Dépôts de mendicité en France – Projets de Napoléon sur l’Illyrie – Hôpitaux – Enfants trouvés – Prisonniers d’État – Idées de l’Empereur.


Samedi 20.

L’Empereur m’a fait appeler dans la matinée ; je l’ai trouvé lisant un ouvrage anglais qui traitait de la taxe des pauvres, de son immensité, de l’innombrable quantité d’individus à la charge de leurs paroisses ; on n’y comptait que par millions d’hommes et centaines de millions d’argent.

L’Empereur craignait d’avoir mal lu, d’avoir fait un contresens ; cela ne lui semblait pas possible, disait-il. Il ne comprenait pas par quels vices il pouvait se trouver autant de pauvres dans un pays aussi riche, aussi industrieux, aussi plein de ressources pour le travail que l’Angleterre. Il comprenait encore moins par quelle merveille les propriétaires, surchargés de leurs effroyables taxes ordinaires et extraordinaires, pouvaient subvenir en outre aux besoins de cette multitude. « Mais nous n’avons rien de comparable chez nous, au centième, au millième. Ne m’avez-vous pas dit que je vous avais envoyé en mission particulière dans les départements, au sujet de la mendicité ? Voyons, combien avions-nous de mendiants ? Que coûtaient-ils ? Combien avais-je créé de maisons de mendicité ? Que renfermaient-elles de reclus ? Où en était l’extirpation ? »

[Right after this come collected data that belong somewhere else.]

// Copyright (c) 2025, The Ruskit Authors
// MIT License
// All rights reserved.

use std::{process::ExitCode, sync::Arc};
use tokio_util::sync::CancellationToken;
use topic_consumer::{
    app, config::ConsumerConfig, errors::AmqpError, handler::LoggingHandler,
    shutdown::ShutdownCoordinator,
};
use tracing::{error, info};
use tracing_subscriber::{fmt, EnvFilter};

#[tokio::main]
async fn main() -> ExitCode {
    let filter = EnvFilter::try_from_default_env().unwrap_or_else(|_| EnvFilter::new("info"));
    fmt().with_env_filter(filter).init();

    info!("starting topic consumer...");

    let config = match ConsumerConfig::from_env() {
        Ok(c) => c,
        Err(err) => {
            error!(error = err.to_string(), "invalid configuration");
            return ExitCode::FAILURE;
        }
    };
    info!(name = config.name, endpoint = ?config.endpoint, "configuration loaded");

    let coordinator = ShutdownCoordinator::new(CancellationToken::new());
    let listener = coordinator.listen_for_interrupt();

    let outcome = app::run(config, &coordinator, Arc::new(LoggingHandler)).await;

    // releases the listener when startup failed before any signal
    coordinator.shutdown();
    let listened = match listener.await {
        Ok(res) => res,
        Err(err) => {
            error!(error = err.to_string(), "tokio process error");
            Err(AmqpError::InternalError)
        }
    };

    match outcome.and_then(|stats| listened.map(|_| stats)) {
        Ok(stats) => {
            info!(
                dispatched = stats.dispatched,
                failed = stats.failed,
                "goodbye"
            );
            ExitCode::SUCCESS
        }
        Err(err) => {
            error!(error = err.to_string(), "consumer terminated with error");
            ExitCode::FAILURE
        }
    }
}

À cette foule de questions je me suis vu forcé de répondre qu’il s’était écoulé déjà bien du temps, que beaucoup d’autres objets avaient frappé depuis mon esprit, qu’il me serait impossible de répondre de mémoire, mais que j’avais précisément ce rapport dans mon peu de papiers, et qu’à la première fois qu’il daignerait m’appeler je serais en état de le satisfaire. « Mais allez me le chercher tout de suite, a-t-il dit, les choses ne fructifient que quand elles sont appliquées à propos, et puis je l’aurai bientôt parcouru, avec le pouce, comme dit ingénieusement l’abbé de Pradt, bien qu’à dire vrai je n’aime pas trop aujourd’hui à m’occuper de pareils objets : ils me rappellent la moutarde après dîner. »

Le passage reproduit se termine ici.